My People

My People
My matched set of grandchildren - Oliver and Cosette

Thursday, March 8, 2012

Thankful Thursday... thankful for compassion...

“[Praise to the God of All Comfort] Praise be to the God and Father of our Lord Jesus Christ, the Father of compassion and the God of all comfort, who comforts us in all our troubles, so that we can comfort those in any trouble with the comfort we ourselves receive from God.” 2 Corinthians 1:3-4 NIV

I wasn't sure what to write about today... but that passage gives me a great springboard to bounce Tigger like into my day!

I went back to the doctor yesterday (the regular doctor) My blood pressure is headed in the wrong direction despite the second pill we added two weeks ago. My doctor told me yesterday that he's changing the name on my chart to "Trouble"... and we added a third blood pressure pill. AND ... I have to go back in two weeks. My blood pressure - after resting for thirty minutes - was 160/105.

NEXT week I go to the pain doctor - have to check in with them every two to three months... and to the dentist to have a root of a tooth removed... the tooth was pulled while I was in Jacksonville and there's been this piece that was left behind that has been giving me some trouble. I feel like doctor visits are my full time job and feel so discouraged that I have to continually be dealing with one. thing. after. another.

Yesterday I drew a little tiny Angel on my right hand... there's a young mom named Angel who is the friend of a friend... Angel just found out she has breast cancer. I wanted to remember her in prayer so I drew the Angel. The truth is... my medical issues are overwhelming and discouraging and frustrating BUT... cancer. Such a scary word... such a huge, life changing diagnosis in the life of a young family.

I got a facebook message last week about a former classmate (who graduated the year before me) who is battling kidney cancer. I got another facebook message about a local lady who is dealing with the same back problems that I am - only she doesn't have health insurance. A young boy who had a heart transplant as a tiny baby who is now battling serious kidney issues as a result of his anti-rejection drugs for his heart. And others... there's rarely a day that goes by without someone - somewhere - who is struggling with their health being brought to my attention. Why is that?

Well... honestly... I used to be a Mean Girl. Seriously. Starting with my first mother-in-law and her myriad of health problems that were her excuse for going on permanent disability in her forties... and being unable to carry out any commitments EVER. (which led her to marry the biggest loser there ever was but that's another story)... and then various people who I have worked with, been friends with, family members... I have always had such a nasty *eye rolling* reaction to those who have chronic or constant illness. I've always looked for ways to blame people for the affliction they've been afflicted with... you know, blame the obese person for their high blood pressure... blame the smoker for their bronchitis... considering people weak if they can't just build a bridge and GET OVER their problems.

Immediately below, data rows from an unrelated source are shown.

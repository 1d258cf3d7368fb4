use std::sync::atomic::{AtomicBool, Ordering};
use std::sync::Arc;

/// A cooperative cancellation flag shared between a controller and the pull loop of one run.
#[derive(Clone, Debug, Default)]
pub(crate) struct CancellationToken(Arc<AtomicBool>);

impl CancellationToken {
    pub(crate) fn new() -> Self {
        Self::default()
    }

    pub(crate) fn cancel(&self) {
        self.0.store(true, Ordering::Release);
    }

    pub(crate) fn is_cancelled(&self) -> bool {
        self.0.load(Ordering::Acquire)
    }
}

That changed about 14 months ago. You know... about the time that I started with something that we thought was a kidney infection that was upgraded to kidney stone that ended up being a half dozen different diagnosis' that all contribute to almost constant pain. My life changed. My perspective changed. My vantage point is OH... SO... VERY... different. My heart changed... and now... when I know of anyone whose life is being turned upside down by a body that no longer works like it should... I pray in a very sincere and... maybe even... compassionate way... that I never had before.

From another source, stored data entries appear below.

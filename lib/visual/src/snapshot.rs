use crate::chunked::ChunkedVec;
use crate::selection::ElementIndex;
use parking_lot::RwLock;
use rdf_lens_model::{ElementId, GraphElement, ResultRow, Variable};
use std::cmp::Ordering;
use std::collections::BTreeSet;
use std::sync::Arc;

/// A retained row of the result table together with the elements it contributed to.
#[derive(Debug)]
pub(crate) struct RowEntry {
    pub(crate) index: usize,
    pub(crate) row: ResultRow,
    pub(crate) elements: Vec<ElementId>,
}

/// The state behind a [VisualSnapshot]. Only the [VisualModel](crate::VisualModel) mutates it.
///
/// Clones share their storage. The element index is shared by all states of one generation; it
/// only grows, and each state filters it by its own element and row counts.
#[derive(Clone, Debug, Default)]
pub(crate) struct GraphState {
    pub(crate) generation: u64,
    pub(crate) version: u64,
    pub(crate) variables: Arc<[Variable]>,
    pub(crate) elements: ChunkedVec<Arc<GraphElement>>,
    pub(crate) rows: ChunkedVec<Arc<RowEntry>>,
    pub(crate) index: Arc<RwLock<ElementIndex>>,
    /// One past the largest row index applied so far.
    pub(crate) row_limit: usize,
    pub(crate) node_count: usize,
    pub(crate) truncated: bool,
    pub(crate) table_truncated: bool,
}

impl GraphState {
    pub(crate) fn empty(generation: u64, variables: Arc<[Variable]>) -> Self {
        Self {
            generation,
            variables,
            ..Self::default()
        }
    }
}

/// A consistent, point-in-time view of the [VisualModel](crate::VisualModel).
///
/// Snapshots are immutable. Holding on to a snapshot never blocks the pipeline, and the pipeline
/// only copies the parts of the graph that it changes afterward.
#[derive(Clone, Debug)]
pub struct VisualSnapshot {
    pub(crate) state: Arc<GraphState>,
}

impl VisualSnapshot {
    pub(crate) fn new(state: Arc<GraphState>) -> Self {
        Self { state }
    }

    /// Incremented every time the model is cleared.
    pub fn generation(&self) -> u64 {
        self.state.generation
    }

    /// The number of batches applied since the model was last cleared.
    ///
    /// Within one generation, versions observed by a reader never decrease.
    pub fn version(&self) -> u64 {
        self.state.version
    }

    /// Iterates over all elements in the order in which they first appeared.
    pub fn elements(&self) -> impl Iterator<Item = &GraphElement> {
        self.state.elements.iter().map(|element| element.as_ref())
    }

    pub fn nodes(&self) -> impl Iterator<Item = &GraphElement> {
        self.elements().filter(|e| e.is_node())
    }

    pub fn edges(&self) -> impl Iterator<Item = &GraphElement> {
        self.elements().filter(|e| !e.is_node())
    }

    pub fn get(&self, id: &ElementId) -> Option<&GraphElement> {
        let position = self.position(id)?;
        self.state.elements.get(position).map(|element| element.as_ref())
    }

    pub fn contains(&self, id: &ElementId) -> bool {
        self.position(id).is_some()
    }

    fn position(&self, id: &ElementId) -> Option<usize> {
        let position = self.state.index.read().position(id)?;
        (position < self.state.elements.len()).then_some(position)
    }

    pub fn element_count(&self) -> usize {
        self.state.elements.len()
    }

    pub fn node_count(&self) -> usize {
        self.state.node_count
    }

    pub fn edge_count(&self) -> usize {
        self.state.elements.len() - self.state.node_count
    }

    pub fn is_empty(&self) -> bool {
        self.state.elements.is_empty() && self.state.rows.is_empty()
    }

    /// Whether elements have been dropped because the model reached its capacity.
    pub fn is_truncated(&self) -> bool {
        self.state.truncated
    }

    /// Whether rows have been left out of the result table because it reached its capacity.
    ///
    /// The elements of these rows are still part of the graph, but they are not linked to any row.
    pub fn is_table_truncated(&self) -> bool {
        self.state.table_truncated
    }

    /// The columns of the result table.
    pub fn variables(&self) -> &[Variable] {
        &self.state.variables
    }

    /// The retained rows of the result table, in stream order.
    pub fn rows(&self) -> impl Iterator<Item = &ResultRow> {
        self.state.rows.iter().map(|entry| &entry.row)
    }

    /// The number of retained rows.
    pub fn row_count(&self) -> usize {
        self.state.rows.len()
    }

    /// Returns the row at position `row_index` of the result stream, if it has been retained.
    pub fn row(&self, row_index: usize) -> Option<&ResultRow> {
        self.row_entry(row_index).map(|entry| &entry.row)
    }

    /// The row indices that contributed to the element `id`.
    pub fn rows_of(&self, id: &ElementId) -> BTreeSet<usize> {
        self.state
            .index
            .read()
            .rows_of(id, self.state.elements.len(), self.state.row_limit)
    }

    /// The elements that the row at `row_index` contributed to.
    pub fn elements_of(&self, row_index: usize) -> BTreeSet<ElementId> {
        self.row_entry(row_index)
            .map(|entry| entry.elements.iter().cloned().collect())
            .unwrap_or_default()
    }

    /// Rows are retained in increasing index order.
    fn row_entry(&self, row_index: usize) -> Option<&RowEntry> {
        let rows = &self.state.rows;
        let (mut low, mut high) = (0, rows.len());
        while low < high {
            let middle = low + (high - low) / 2;
            let entry = rows.get(middle)?;
            match entry.index.cmp(&row_index) {
                Ordering::Less => low = middle + 1,
                Ordering::Greater => high = middle,
                Ordering::Equal => return Some(entry.as_ref()),
            }
        }
        None
    }
}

Somethings, it turns out, are beyond our control. We build a false sense of independent security in our mortal bodies and abilities. I use the term, "ten feet tall and bullet proof"... and yet... sometimes... despite our greatest efforts.... our bodies fail us. There is a fear that grips my heart beyond anything I can properly articulate to you when you know that there is no cure... no way to reverse the damage that you - your circumstances - your choices in life... have done to your health. Sometimes, no matter how great your faith or trust in God, sometimes there is no healing.

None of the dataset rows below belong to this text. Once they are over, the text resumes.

use crate::RdfTerm;
use std::collections::BTreeMap;
use std::fmt::{Display, Formatter};
use std::sync::Arc;

/// The attributes of a graph element. Ordered by key for deterministic rendering.
pub type Attributes = BTreeMap<String, String>;

/// The identity of an RDF term: its canonical (N-Triples) form.
///
/// Cloning a [`TermKey`] is cheap.
#[derive(Clone, Debug, PartialEq, Eq, Hash, PartialOrd, Ord)]
pub struct TermKey(Arc<str>);

impl TermKey {
    /// Derives the key of `term`.
    pub fn of(term: &RdfTerm) -> Self {
        Self(term.canonical().into())
    }

    pub fn as_str(&self) -> &str {
        &self.0
    }
}

impl Display for TermKey {
    fn fmt(&self, f: &mut Formatter<'_>) -> std::fmt::Result {
        f.write_str(&self.0)
    }
}

/// The identity of an edge: the identities of its endpoints and of its label term.
#[derive(Clone, Debug, PartialEq, Eq, Hash, PartialOrd, Ord)]
pub struct EdgeKey {
    pub source: TermKey,
    pub label: TermKey,
    pub target: TermKey,
}

impl Display for EdgeKey {
    fn fmt(&self, f: &mut Formatter<'_>) -> std::fmt::Result {
        write!(f, "{} {} {}", self.source, self.label, self.target)
    }
}

/// The stable identity of a [`GraphElement`].
///
/// Repeated occurrences of the same term (or triple) within a run map to the same identity and
/// thus to the same visual element.
#[derive(Clone, Debug, PartialEq, Eq, Hash, PartialOrd, Ord)]
pub enum ElementId {
    Node(TermKey),
    Edge(EdgeKey),
}

impl ElementId {
    pub fn is_node(&self) -> bool {
        matches!(self, ElementId::Node(_))
    }
}

impl Display for ElementId {
    fn fmt(&self, f: &mut Formatter<'_>) -> std::fmt::Result {
        match self {
            ElementId::Node(key) => key.fmt(f),
            ElementId::Edge(key) => key.fmt(f),
        }
    }
}

impl From<TermKey> for ElementId {
    fn from(key: TermKey) -> Self {
        Self::Node(key)
    }
}

impl From<EdgeKey> for ElementId {
    fn from(key: EdgeKey) -> Self {
        Self::Edge(key)
    }
}

/// A node in the visual graph.
#[derive(Clone, Debug, PartialEq, Eq)]
pub struct VisualNode {
    pub key: TermKey,
    pub label: String,
    pub attributes: Attributes,
}

/// A directed, labelled edge in the visual graph.
#[derive(Clone, Debug, PartialEq, Eq)]
pub struct VisualEdge {
    pub key: EdgeKey,
    pub label: String,
    pub attributes: Attributes,
}

/// An element of the visual graph.
#[derive(Clone, Debug, PartialEq, Eq)]
pub enum GraphElement {
    Node(VisualNode),
    Edge(VisualEdge),
}

impl GraphElement {
    pub fn id(&self) -> ElementId {
        match self {
            GraphElement::Node(node) => ElementId::Node(node.key.clone()),
            GraphElement::Edge(edge) => ElementId::Edge(edge.key.clone()),
        }
    }

    pub fn label(&self) -> &str {
        match self {
            GraphElement::Node(node) => &node.label,
            GraphElement::Edge(edge) => &edge.label,
        }
    }

    pub fn attributes(&self) -> &Attributes {
        match self {
            GraphElement::Node(node) => &node.attributes,
            GraphElement::Edge(edge) => &edge.attributes,
        }
    }

    fn attributes_mut(&mut self) -> &mut Attributes {
        match self {
            GraphElement::Node(node) => &mut node.attributes,
            GraphElement::Edge(edge) => &mut edge.attributes,
        }
    }

    /// Merges the attributes of `other` into `self`. Values of `other` win for keys present in
    /// both. Returns whether any attribute changed.
    ///
    /// The identity and the label of `self` are kept.
    pub fn merge_attributes(&mut self, other: Attributes) -> bool {
        let target = self.attributes_mut();
        let mut changed = false;
        for (key, value) in other {
            if target.get(&key) != Some(&value) {
                target.insert(key, value);
                changed = true;
            }
        }
        changed
    }

    pub fn into_attributes(self) -> Attributes {
        match self {
            GraphElement::Node(node) => node.attributes,
            GraphElement::Edge(edge) => edge.attributes,
        }
    }

    pub fn is_node(&self) -> bool {
        matches!(self, GraphElement::Node(_))
    }
}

There is, instead, sometimes, a change of heart. Lord, give me that change of heart... that compassion that can only come from walking a few painful miles in the shoes of struggle... so that I can look with tear filled eyes and an overflowing heart and with complete honesty say, "I know what you're going through"... and then, only by the Grace of God, comfort them.

I'm so thankful it's Thursday.


1 comments:

barbara said...

Sadly there are a lot of people who believe you can do what you want to do, or that if you can't see a disablity it isn't there. To bad it takes having issues to have compassion for others who has problems, I know that is what it took for me.